The subsequent effects of the Manifest Destiny through the end of the 19th century were profound, and perhaps even more far-reaching than its promoters could have anticipated. Oregon territory proved as fertile as expected (although rainier and remoter than imagined). Discovery of gold in 1849 in California and other mineral wealth elsewhere accelerated growth and the growth of several huge new industrial empires. The turmoil of the American Civil War and freeing of the slaves stimulated further migration westward to new lands, and it can be argued that incompatibilities between differing ideals of whether slavery had a part in Manifest Destiny laid at the heart of that conflict.

As outlined above, the success of the theory Manifest Destiny was due to a variety of opportunities, factors, and influences that had little to do with the democratic nature of the United States. However, this success tended to provide an ideological justification for democracy that likely helped stimulate political reformation movements the world over. On the flip-side, its ideology of the rights of a "superior" race of people to push "inferior" races aside (to the point of genocide) may also have had an insidious influence as well.

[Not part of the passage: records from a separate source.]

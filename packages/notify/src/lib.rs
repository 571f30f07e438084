#![cfg_attr(feature = "fail-on-warnings", deny(warnings))]
#![warn(clippy::all, clippy::pedantic, clippy::nursery, clippy::cargo)]
#![allow(clippy::multiple_crate_versions, clippy::cargo_common_metadata)]

//! Escalation notifications for high-priority incidents.
//!
//! Incidents scoring at or above [`ESCALATION_THRESHOLD`] are pushed to a
//! human-facing channel as soon as they are stored. Delivery is best
//! effort: [`escalate`] logs failures and never surfaces them to the
//! ingestion path.

use std::sync::Arc;
use std::time::Duration;

use crisis_triage_config::NotifyConfig;
use serde::Serialize;
use serde_json::json;
use thiserror::Error;

/// Minimum priority score that triggers an escalation.
pub const ESCALATION_THRESHOLD: u8 = 75;

const WEBHOOK_TIMEOUT: Duration = Duration::from_secs(10);

/// Errors from delivering a notification.
#[derive(Debug, Error)]
pub enum NotifyError {
    /// The webhook request failed.
    #[error("HTTP error: {0}")]
    Http(#[from] reqwest::Error),

    /// The webhook answered with a non-success status.
    #[error("Webhook rejected notification (HTTP {status}): {body}")]
    Rejected {
        /// HTTP status code.
        status: u16,
        /// Response body.
        body: String,
    },
}

/// Returns whether an incident with this score must be escalated.
#[must_use]
pub const fn should_escalate(priority_score: u8) -> bool {
    priority_score >= ESCALATION_THRESHOLD
}

/// What an escalation tells the responders.
#[derive(Debug, Clone, PartialEq, Eq, Serialize)]
#[serde(rename_all = "camelCase")]
pub struct EscalationAlert {
    /// Stored incident id.
    pub incident_id: i64,
    /// Priority score, 0 to 100.
    pub priority_score: u8,
    /// The original report text.
    pub message: String,
    /// Resources requested in the report.
    pub resource_needs: Vec<String>,
}

/// Delivers escalation alerts to responders.
#[async_trait::async_trait]
pub trait EscalationNotifier: Send + Sync {
    /// Sends `alert`.
    ///
    /// # Errors
    ///
    /// Returns [`NotifyError`] if delivery fails.
    async fn notify(&self, alert: &EscalationAlert) -> Result<(), NotifyError>;
}

/// Posts alerts to a Slack incoming webhook as Block Kit messages.
pub struct SlackNotifier {
    webhook_url: String,
    client: reqwest::Client,
}

impl SlackNotifier {
    /// Creates a notifier posting to `webhook_url`.
    ///
    /// # Errors
    ///
    /// Returns [`NotifyError::Http`] if the HTTP client cannot be built.
    pub fn new(webhook_url: impl Into<String>) -> Result<Self, NotifyError> {
        Ok(Self {
            webhook_url: webhook_url.into(),
            client: reqwest::Client::builder()
                .timeout(WEBHOOK_TIMEOUT)
                .build()?,
        })
    }

    /// Builds the Block Kit payload for `alert`.
    #[must_use]
    pub fn payload(alert: &EscalationAlert) -> serde_json::Value {
        let needs = if alert.resource_needs.is_empty() {
            "Not specified".to_string()
        } else {
            alert.resource_needs.join(", ")
        };

        json!({
            "blocks": [
                {
                    "type": "header",
                    "text": {
                        "type": "plain_text",
                        "text": format!("🚨 High-Priority Incident #{}", alert.incident_id),
                        "emoji": true
                    }
                },
                {
                    "type": "section",
                    "fields": [
                        {
                            "type": "mrkdwn",
                            "text": format!("*Priority Score:*\n*{}/100*", alert.priority_score)
                        },
                        {
                            "type": "mrkdwn",
                            "text": format!("*Resource Needs:*\n{needs}")
                        }
                    ]
                },
                {
                    "type": "section",
                    "text": {
                        "type": "mrkdwn",
                        "text": format!("*Original Report:*\n```{}```", alert.message)
                    }
                },
                { "type": "divider" }
            ]
        })
    }
}

#[async_trait::async_trait]
impl EscalationNotifier for SlackNotifier {
    async fn notify(&self, alert: &EscalationAlert) -> Result<(), NotifyError> {
        let resp = self
            .client
            .post(&self.webhook_url)
            .json(&Self::payload(alert))
            .send()
            .await?;

        let status = resp.status();
        if !status.is_success() {
            let body = resp.text().await.unwrap_or_default();
            return Err(NotifyError::Rejected {
                status: status.as_u16(),
                body,
            });
        }

        Ok(())
    }
}

/// Notifier used when no channel is configured. Logs and succeeds.
#[derive(Debug, Default, Clone, Copy)]
pub struct DisabledNotifier;

#[async_trait::async_trait]
impl EscalationNotifier for DisabledNotifier {
    async fn notify(&self, alert: &EscalationAlert) -> Result<(), NotifyError> {
        log::warn!(
            "SLACK_WEBHOOK_URL not configured, skipping escalation for incident #{}",
            alert.incident_id
        );
        Ok(())
    }
}

/// Creates the notifier for `config`, falling back to [`DisabledNotifier`]
/// when no webhook is configured or the client cannot be built.
#[must_use]
pub fn create_notifier(config: &NotifyConfig) -> Arc<dyn EscalationNotifier> {
    let Some(url) = config
        .slack_webhook_url
        .as_deref()
        .filter(|u| !u.trim().is_empty())
    else {
        log::info!("Escalation notifications disabled (no Slack webhook configured)");
        return Arc::new(DisabledNotifier);
    };

    match SlackNotifier::new(url) {
        Ok(notifier) => Arc::new(notifier),
        Err(e) => {
            log::error!("Failed to create Slack notifier, escalations disabled: {e}");
            Arc::new(DisabledNotifier)
        }
    }
}

/// Sends `alert` through `notifier`, logging the outcome. Never fails.
pub async fn escalate(notifier: &dyn EscalationNotifier, alert: &EscalationAlert) {
    match notifier.notify(alert).await {
        Ok(()) => log::info!(
            "Escalated incident #{} (score {})",
            alert.incident_id,
            alert.priority_score
        ),
        Err(e) => log::error!(
            "Failed to escalate incident #{}: {e}",
            alert.incident_id
        ),
    }
}

#[cfg(test)]
mod tests {
    use std::sync::atomic::{AtomicUsize, Ordering};

    use super::*;

    fn alert(needs: &[&str]) -> EscalationAlert {
        EscalationAlert {
            incident_id: 42,
            priority_score: 90,
            message: "Building collapsed, people trapped".to_string(),
            resource_needs: needs.iter().map(ToString::to_string).collect(),
        }
    }

    struct FailingNotifier {
        calls: AtomicUsize,
    }

    #[async_trait::async_trait]
    impl EscalationNotifier for FailingNotifier {
        async fn notify(&self, _alert: &EscalationAlert) -> Result<(), NotifyError> {
            self.calls.fetch_add(1, Ordering::SeqCst);
            Err(NotifyError::Rejected {
                status: 500,
                body: "boom".to_string(),
            })
        }
    }

    #[test]
    fn threshold_is_inclusive() {
        assert!(!should_escalate(74));
        assert!(should_escalate(75));
        assert!(should_escalate(100));
    }

    #[test]
    fn slack_payload_layout() {
        let payload = SlackNotifier::payload(&alert(&["ambulance", "heavy machinery"]));
        let blocks = payload["blocks"].as_array().unwrap();

        assert_eq!(blocks.len(), 4);
        assert_eq!(blocks[0]["type"], "header");
        assert_eq!(blocks[0]["text"]["text"], "🚨 High-Priority Incident #42");
        assert_eq!(blocks[1]["fields"][0]["text"], "*Priority Score:*\n*90/100*");
        assert_eq!(
            blocks[1]["fields"][1]["text"],
            "*Resource Needs:*\nambulance, heavy machinery"
        );
        assert_eq!(
            blocks[2]["text"]["text"],
            "*Original Report:*\n```Building collapsed, people trapped```"
        );
        assert_eq!(blocks[3]["type"], "divider");
    }

    #[test]
    fn slack_payload_without_needs() {
        let payload = SlackNotifier::payload(&alert(&[]));
        assert_eq!(
            payload["blocks"][1]["fields"][1]["text"],
            "*Resource Needs:*\nNot specified"
        );
    }

    #[tokio::test]
    async fn blank_webhook_means_disabled() {
        let config = NotifyConfig {
            slack_webhook_url: Some("   ".to_string()),
        };
        assert!(create_notifier(&config).notify(&alert(&[])).await.is_ok());
        assert!(
            create_notifier(&NotifyConfig::default())
                .notify(&alert(&[]))
                .await
                .is_ok()
        );
    }

    #[tokio::test]
    async fn disabled_notifier_succeeds() {
        assert!(DisabledNotifier.notify(&alert(&[])).await.is_ok());
    }

    #[tokio::test]
    async fn escalate_swallows_failures() {
        let notifier = FailingNotifier {
            calls: AtomicUsize::new(0),
        };
        escalate(&notifier, &alert(&[])).await;
        assert_eq!(notifier.calls.load(Ordering::SeqCst), 1);
    }
}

The place of the United States of America in today's world is still strongly defined by the doctrine of Manifest Destiny, even though its borders have not changed in nearly half a century. At the time of the closure of the frontier at the end of the 19th century, the U.S. turned its expansionist impulses towards a more global scale; this led to the Spanish-American War, which garnered overseas territories for the United States. The U.S. also pursued an actively interventionist policy throughout Latin America, often for the sake of promoting governments friendly to the United States. This has often led to resentment by many people in that part of the world.

Publicly, the U.S. government frequently expresses a desire and motivation to see the ideals of democracy spread the world over, and feels that successful democratization of a non-democratic nation, or at least helping preserve or add security to existing democratic nations, adds significant perceived justification to their external military activities. Privately, however, the pursuit of "American interests" have had extreme detrimental effects on peace, justice, and freedom in many, many areas of the world. This dichotomy is clearly recognized as of the same fabric as Manifest Destiny - promotion of democracy, freedom, and economic betterment, but only for some, often resulting in the abridgement of the same by others.